Etymology. The specific epithet is derived from the Latin falcatus (= sickle-shaped), due to its peculiarly sickle-shaped male metatibiae ( Figs. 1a View FIGURE 1 , 3i View FIGURE 3 ).

Taxonomic remarks. As reported above, this new species is vaguely similar in external shape to L. buyssoni from Europe (see Audisio 1993), as well as to other E Palearctic species of the genus; however, it is probably more closely related to L. hastipenis sp. n. described below, sharing with the latter a similar overall body shape, type of punctation, and peculiarly sword-tip-shaped distal apex of the large and long median lobe of the aedeagus. Male specimens of the latter species are markedly different in having straight metatibiae, simple and narrower protarsi, more deeply impressed metaventrite, posterior edge of last abdominal ventrite with small shining tubercle, and differently shaped tegmen. We hypothesize that L. falcatus sp. n., L. hastipenis sp. n., L. sagittalis sp. n., and L. unditibiis sp. n. belong to the same species complex as Lamiogethes ancestor ( Kirejtshuk, 1980) (comb. n.) from Hua Mts. (E Shaanxi), known to the authors only based on the original description. This species was correctly placed by Kirejtshuk (1980) within the previous “ Meligethes ” (s.l.) difficilis species group, all other species of which have been later transferred to Lamiogethes by Audisio et al. (2009). In that paper, we tentatively and erroneously attributed L. ancestor to the unrelated genus Sagittogethes Audisio & Cline ( Audisio et al. 2009), due to the convergent shape of the distal apex of the aedeagus.
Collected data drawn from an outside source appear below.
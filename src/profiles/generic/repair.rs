//! CRC failure repair (RFC 3095, Section 5.3.2.2.4).
//!
//! Two strategies run in order after a failed CRC check:
//!
//! 1. **SN wraparound repair** — assume the compressor's SN wrapped past
//!    the top of the 16-bit space while the decompressor's interpretation
//!    window did not: add `2^k` to the decoded SN and revalidate.
//! 2. **Clock-based repair** — estimate how many packets went missing from
//!    the wall-clock gap since the last valid packet and the smoothed
//!    inter-arrival time, re-anchor the W-LSB window on that estimate and
//!    revalidate.
//!
//! Both strategies rebuild the headers and re-run the CRC; a candidate is
//! accepted only on a CRC match. The caller commits with the probation
//! counter armed so a lucky CRC cannot silently poison the context.

use crate::crc::CrcCalculators;
use crate::encodings::decode_lsb;
use crate::types::SequenceNumber;

use super::builder::{build_candidate, verify_uo_crc, CandidateReconstruction};
use super::context::GenericDecompressorContext;
use super::decoder::decode_with_sn;
use super::packet_types::{DecodedValues, ExtractedBits};

/// Outcome of a successful repair attempt.
#[derive(Debug, Clone)]
pub struct RepairedPacket {
    pub decoded: DecodedValues,
    pub candidate: CandidateReconstruction,
}

/// Attempts both repair strategies against a CRC-failed packet.
///
/// `first_sn` is the SN candidate that just failed validation. Returns
/// `None` when neither strategy produces a CRC-valid reconstruction.
pub fn attempt_repair(
    context: &GenericDecompressorContext,
    bits: &ExtractedBits,
    first_sn: SequenceNumber,
    crc_calculators: &CrcCalculators,
) -> Option<RepairedPacket> {
    if bits.sn_bits == 0 || bits.sn_bits >= 16 {
        return None;
    }

    if let Some(repaired) = try_candidate_sn(
        context,
        bits,
        first_sn.wrapping_add(1u16 << bits.sn_bits),
        crc_calculators,
    ) {
        tracing::debug!(cid = %context.cid, sn = %repaired.decoded.sn, "SN wraparound repair succeeded");
        return Some(repaired);
    }

    let clock_sn = clock_based_sn(context, bits)?;
    if clock_sn == first_sn {
        return None;
    }
    let repaired = try_candidate_sn(context, bits, clock_sn, crc_calculators)?;
    tracing::debug!(cid = %context.cid, sn = %repaired.decoded.sn, "clock-based SN repair succeeded");
    Some(repaired)
}

fn try_candidate_sn(
    context: &GenericDecompressorContext,
    bits: &ExtractedBits,
    sn: SequenceNumber,
    crc_calculators: &CrcCalculators,
) -> Option<RepairedPacket> {
    let decoded = decode_with_sn(context, bits, sn);
    let candidate = build_candidate(context, bits, &decoded).ok()?;
    verify_uo_crc(
        crc_calculators,
        bits,
        context.profile,
        &candidate.headers,
        decoded.sn,
    )
    .ok()?;
    Some(RepairedPacket { decoded, candidate })
}

/// Estimates the current SN from elapsed wall-clock time and re-decodes
/// the received LSBs against that estimate.
///
/// Returns `None` when no inter-arrival time is established yet (the
/// first-packet edge is treated as "skip this strategy").
fn clock_based_sn(
    context: &GenericDecompressorContext,
    bits: &ExtractedBits,
) -> Option<SequenceNumber> {
    if context.inter_arrival_time.is_zero() {
        return None;
    }
    let elapsed = context
        .current_time
        .saturating_duration_since(context.last_ok_time);
    let estimated_delta =
        (elapsed.as_nanos() / context.inter_arrival_time.as_nanos()).min(u16::MAX as u128) as u16;
    if estimated_delta == 0 {
        return None;
    }
    let estimated_ref = context.sn_ref.wrapping_add(estimated_delta);
    let k = bits.sn_bits;
    // The estimate can land on either side of the true SN, so the window
    // is centered on it instead of strictly forward.
    let p_centered = (1i64 << (k - 1)) - 1;
    Some(SequenceNumber::new(decode_lsb(
        bits.sn as u32,
        estimated_ref.value() as u32,
        k,
        p_centered,
        16,
    ) as u16))
}

#[cfg(test)]
mod tests {
    use super::*;
    use crate::packet_defs::RohcProfile;
    use crate::profiles::generic::builder::compute_uo_crc;
    use crate::profiles::generic::context::IpHeaderState;
    use crate::profiles::generic::decoder::decode_sn;
    use crate::profiles::generic::protocol_types::{
        IpHeader, Ipv4Header, NextHeader, UdpHeader,
    };
    use crate::error::CrcType;
    use crate::types::{ContextId, IpId};
    use std::time::{Duration, Instant};

    fn udp_context(sn_ref: u16) -> GenericDecompressorContext {
        let mut ctx = GenericDecompressorContext::new(
            ContextId::new(0),
            RohcProfile::Udp,
            3,
            10,
            Instant::now(),
        );
        ctx.outer_ip = Some(IpHeaderState::new(
            IpHeader::V4(Ipv4Header {
                identification: IpId::new(sn_ref),
                protocol: crate::constants::IP_PROTOCOL_UDP,
                ..Default::default()
            }),
            10,
        ));
        ctx.next_header = NextHeader::Udp(UdpHeader {
            src_port: 1000,
            dst_port: 2000,
            checksum: 0,
        });
        ctx.sn_ref = SequenceNumber::new(sn_ref);
        ctx
    }

    /// CRC for the header stack the compressor would have produced at `sn`.
    fn crc_for_sn(ctx: &GenericDecompressorContext, sn: u16) -> u8 {
        let crcs = CrcCalculators::new();
        let decoded = decode_with_sn(
            ctx,
            &ExtractedBits::default(),
            SequenceNumber::new(sn),
        );
        let candidate = build_candidate(ctx, &ExtractedBits::default(), &decoded).unwrap();
        compute_uo_crc(
            &crcs,
            CrcType::Crc3,
            ctx.profile,
            &candidate.headers,
            decoded.sn,
        )
    }

    #[test]
    fn wraparound_repair_recovers_wrapped_sn() {
        let ctx = udp_context(65530);
        let crcs = CrcCalculators::new();

        // The compressor advanced past 65535 to SN 2; 4 LSBs = 0b0010.
        let true_sn = 2u16;
        let bits = ExtractedBits {
            sn: (true_sn & 0x0F),
            sn_bits: 4,
            crc: crc_for_sn(&ctx, true_sn),
            crc_bits: 3,
            ..Default::default()
        };

        // Direct decode lands one window below the wrap.
        let first_sn = decode_sn(&ctx, &bits);
        assert_eq!(first_sn, 65522);

        let repaired = attempt_repair(&ctx, &bits, first_sn, &crcs)
            .expect("wraparound repair must find SN 2");
        assert_eq!(repaired.decoded.sn, 2);
    }

    #[test]
    fn clock_repair_uses_inter_arrival_estimate() {
        let mut ctx = udp_context(100);
        let crcs = CrcCalculators::new();
        let start = Instant::now();
        ctx.last_ok_time = start;
        ctx.inter_arrival_time = Duration::from_millis(20);
        // 1000 ms gap: roughly 50 packets lost, true SN = 150.
        ctx.current_time = start + Duration::from_millis(1000);

        // True SN sits inside the clock estimate's window [143, 158] but
        // far outside the direct window anchored at 100. Skip the rare SN
        // whose CRC collides with the direct or wraparound candidate, so
        // only the clock strategy can validate.
        let (true_sn, bits) = (144u16..=158)
            .find_map(|sn| {
                let bits = ExtractedBits {
                    sn: sn & 0x0F,
                    sn_bits: 4,
                    crc: crc_for_sn(&ctx, sn),
                    crc_bits: 3,
                    ..Default::default()
                };
                let direct = decode_sn(&ctx, &bits);
                let wrapped = direct.wrapping_add(16);
                (bits.crc != crc_for_sn(&ctx, direct.value())
                    && bits.crc != crc_for_sn(&ctx, wrapped.value()))
                .then_some((sn, bits))
            })
            .expect("some SN in the window must be CRC-distinguishable");

        let first_sn = decode_sn(&ctx, &bits);
        assert_ne!(first_sn, true_sn);

        let repaired =
            attempt_repair(&ctx, &bits, first_sn, &crcs).expect("clock repair must find the SN");
        assert_eq!(repaired.decoded.sn, true_sn);
    }

    #[test]
    fn zero_inter_arrival_skips_clock_strategy() {
        let ctx = udp_context(100);
        let bits = ExtractedBits {
            sn: 0x05,
            sn_bits: 4,
            ..Default::default()
        };
        assert!(clock_based_sn(&ctx, &bits).is_none());
    }

    #[test]
    fn unrepairable_crc_returns_none() {
        let ctx = udp_context(100);
        let crcs = CrcCalculators::new();
        // Pick a corrupted CRC that matches neither the direct candidate
        // (105) nor the wraparound candidate (121); the clock strategy is
        // off because no inter-arrival time is established.
        let c_direct = crc_for_sn(&ctx, 105);
        let c_wrapped = crc_for_sn(&ctx, 121);
        let bad = (0u8..8).find(|c| *c != c_direct && *c != c_wrapped).unwrap();
        let bits = ExtractedBits {
            sn: 105 & 0x0F,
            sn_bits: 4,
            crc: bad,
            crc_bits: 3,
            ..Default::default()
        };
        let first_sn = decode_sn(&ctx, &bits);
        assert!(attempt_repair(&ctx, &bits, first_sn, &crcs).is_none());
    }
}
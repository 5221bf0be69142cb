//! Error types for the ROHC decompression engine.
//!
//! This module distinguishes between parsing errors (malformed input on the
//! wire), decompression errors (context or CRC trouble), and packet building
//! errors. The `thiserror` crate is used for ergonomic error definitions.
//!
//! Errors never mutate committed context state: a failing packet leaves its
//! context exactly as it was before the packet was offered.

use thiserror::Error;

use crate::types::{ContextId, GenId};

/// Context types for parsing operations.
#[derive(Debug, Clone, Copy, PartialEq, Eq)]
pub enum ParseContext {
    RohcPacketInput,
    CidParsing,
    SdvlValue,
    IrPacketHeader,
    StaticChain,
    DynamicChain,
    UoPacketCore,
    UoPacketExtension,
    ListEncoding,
    ListItem,
    UncompressedPassthrough,
    FeedbackPayload,
}

impl std::fmt::Display for ParseContext {
    fn fmt(&self, f: &mut std::fmt::Formatter<'_>) -> std::fmt::Result {
        let s = match self {
            Self::RohcPacketInput => "ROHC packet input",
            Self::CidParsing => "CID parsing",
            Self::SdvlValue => "SDVL-encoded value",
            Self::IrPacketHeader => "IR packet header",
            Self::StaticChain => "static chain",
            Self::DynamicChain => "dynamic chain",
            Self::UoPacketCore => "UO packet core",
            Self::UoPacketExtension => "UO packet extension",
            Self::ListEncoding => "extension-header list encoding",
            Self::ListItem => "extension-header list item",
            Self::UncompressedPassthrough => "uncompressed passthrough packet",
            Self::FeedbackPayload => "feedback payload",
        };
        write!(f, "{}", s)
    }
}

/// Field types for structured error reporting.
#[derive(Debug, Clone, Copy, PartialEq, Eq)]
pub enum Field {
    Cid,
    ProfileId,
    IpVersion,
    IpProtocol,
    SnLsb,
    TsLsb,
    IpIdLsb,
    NumLsbBits,
    GenId,
    XiIndex,
    ListEncodingType,
    ItemLength,
    ExtensionDiscriminator,
    BufferSize,
}

impl std::fmt::Display for Field {
    fn fmt(&self, f: &mut std::fmt::Formatter<'_>) -> std::fmt::Result {
        let s = match self {
            Self::Cid => "CID",
            Self::ProfileId => "profile ID",
            Self::IpVersion => "IP version",
            Self::IpProtocol => "IP protocol",
            Self::SnLsb => "sn_lsb",
            Self::TsLsb => "ts_lsb",
            Self::IpIdLsb => "ip_id_lsb",
            Self::NumLsbBits => "num_lsb_bits",
            Self::GenId => "gen_id",
            Self::XiIndex => "XI index",
            Self::ListEncodingType => "list encoding type",
            Self::ItemLength => "item length",
            Self::ExtensionDiscriminator => "extension discriminator",
            Self::BufferSize => "buffer size",
        };
        write!(f, "{}", s)
    }
}

/// CRC flavors used by the engine.
#[derive(Debug, Clone, Copy, PartialEq, Eq)]
pub enum CrcType {
    /// 3-bit CRC over UO-0/UO-1 reconstructions.
    Crc3,
    /// 7-bit CRC over UOR-2 reconstructions.
    Crc7,
    /// 8-bit CRC over IR/IR-DYN headers.
    Crc8,
}

impl std::fmt::Display for CrcType {
    fn fmt(&self, f: &mut std::fmt::Formatter<'_>) -> std::fmt::Result {
        let s = match self {
            Self::Crc3 => "CRC-3",
            Self::Crc7 => "CRC-7",
            Self::Crc8 => "CRC-8",
        };
        write!(f, "{}", s)
    }
}

/// Errors raised while parsing bytes off the wire (the MALFORMED family).
///
/// These indicate issues with the format or content of an incoming ROHC
/// packet: truncated SDVL values, unknown packet-type prefixes, impossible
/// extension or list-encoding combinations.
#[derive(Error, Debug, Clone, PartialEq, Eq)]
pub enum RohcParsingError {
    /// Insufficient data to parse a complete field or structure.
    #[error("Incomplete packet data: needed {needed} bytes, got {got} for {context}")]
    NotEnoughData {
        needed: usize,
        got: usize,
        context: ParseContext,
    },

    /// Unrecognized ROHC packet type discriminator.
    #[error("Invalid ROHC packet type discriminator: 0x{discriminator:02X}")]
    InvalidPacketType { discriminator: u8 },

    /// Invalid IP version nibble in a static chain or rebuilt header.
    #[error("Invalid IP version: expected {expected}, got {got}")]
    InvalidIpVersion { expected: u8, got: u8 },

    /// A field contained an invalid or unexpected value.
    #[error("Invalid value for field '{field}' in {context}: expected {expected}, got {got}")]
    InvalidFieldValue {
        field: Field,
        context: ParseContext,
        expected: u32,
        got: u32,
    },

    /// CRC validation failed, indicating corruption or context mismatch.
    #[error("CRC mismatch: expected 0x{expected:X}, got 0x{calculated:X} for {crc_type}")]
    CrcMismatch {
        expected: u8,
        calculated: u8,
        crc_type: CrcType,
    },

    /// LSB encoding operation received invalid parameters.
    #[error("Invalid LSB operation for field '{field}': {description}")]
    InvalidLsbOperation {
        field: Field,
        description: &'static str,
    },

    /// An extension-header list encoding could not be interpreted.
    #[error("Invalid list encoding (ET={encoding_type}): {description}")]
    InvalidListEncoding {
        encoding_type: u8,
        description: &'static str,
    },
}

/// Errors raised while building packets (feedback, SDVL values).
#[derive(Error, Debug, Clone, PartialEq, Eq)]
pub enum RohcBuildingError {
    /// Provided buffer was too small for the packet being built.
    #[error("Buffer too small: needed {needed} bytes, have {available} for {context}")]
    BufferTooSmall {
        needed: usize,
        available: usize,
        context: ParseContext,
    },

    /// Value does not fit the encoding being produced.
    #[error("Invalid value for field '{field}': {value} exceeds {max_bits}-bit limit")]
    ValueTooLarge {
        field: Field,
        value: u32,
        max_bits: u8,
    },
}

/// Errors raised during decompression proper.
#[derive(Error, Debug, Clone, PartialEq, Eq)]
pub enum DecompressionError {
    /// No usable context for the given CID (unknown CID with a non-IR
    /// packet, or a context demoted below the level the packet requires).
    #[error("No context for {cid}")]
    NoContext { cid: ContextId },

    /// CRC validation failed and both repair strategies were exhausted.
    #[error("Unrepairable CRC failure in context {cid}: received 0x{received:X} ({crc_type})")]
    CrcUnrepairable {
        cid: ContextId,
        received: u8,
        crc_type: CrcType,
    },

    /// A list encoding referenced a generation no longer in the window.
    #[error("List reference {gen_id} missing from window in context {cid}")]
    ListReferenceMissing { cid: ContextId, gen_id: GenId },

    /// Profile byte in an IR packet is not enabled on this channel.
    #[error("Unsupported ROHC profile: 0x{0:02X}")]
    UnsupportedProfile(u8),

    /// CID exceeds the channel's configured `max_cid`.
    #[error("CID {cid} exceeds configured maximum {max_cid}")]
    CidOutOfRange { cid: ContextId, max_cid: ContextId },

    /// Packet parsing failed during decompression.
    #[error("Packet parsing failed: {0}")]
    ParsingFailed(#[from] RohcParsingError),
}

/// Top-level error type for the decompression engine.
#[derive(Error, Debug, Clone, PartialEq, Eq)]
pub enum RohcError {
    /// Error during decompression operations.
    #[error("Decompression error: {0}")]
    Decompression(#[from] DecompressionError),

    /// Error during packet parsing.
    #[error("Parsing error: {0}")]
    Parsing(#[from] RohcParsingError),

    /// Error during packet building.
    #[error("Building error: {0}")]
    Building(#[from] RohcBuildingError),
}

impl RohcError {
    /// Returns true if this error is expected under packet loss conditions.
    ///
    /// These errors represent normal ROHC protocol behavior when packets are
    /// lost or corrupted on the channel and should typically be handled
    /// gracefully by callers (e.g., by emitting a NACK) rather than treated
    /// as implementation failures.
    pub fn is_expected_with_packet_loss(&self) -> bool {
        matches!(
            self,
            RohcError::Parsing(RohcParsingError::CrcMismatch { .. })
                | RohcError::Decompression(DecompressionError::NoContext { .. })
                | RohcError::Decompression(DecompressionError::CrcUnrepairable { .. })
                | RohcError::Decompression(DecompressionError::ListReferenceMissing { .. })
                | RohcError::Decompression(DecompressionError::ParsingFailed(
                    RohcParsingError::CrcMismatch { .. }
                ))
        )
    }
}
Lamiogethes ancestor and the five new species described herein all share a rather peculiar shape of the distal portion of the aedeagus, distinctly sword-tip-shaped like in most species of Sagittogethes , a trait unknown in any other described Lamiogethes . As discussed above, all these species are probably not distantly related from L. kasparyani and other taxa of NE and Central China ( Audisio et al. 2005).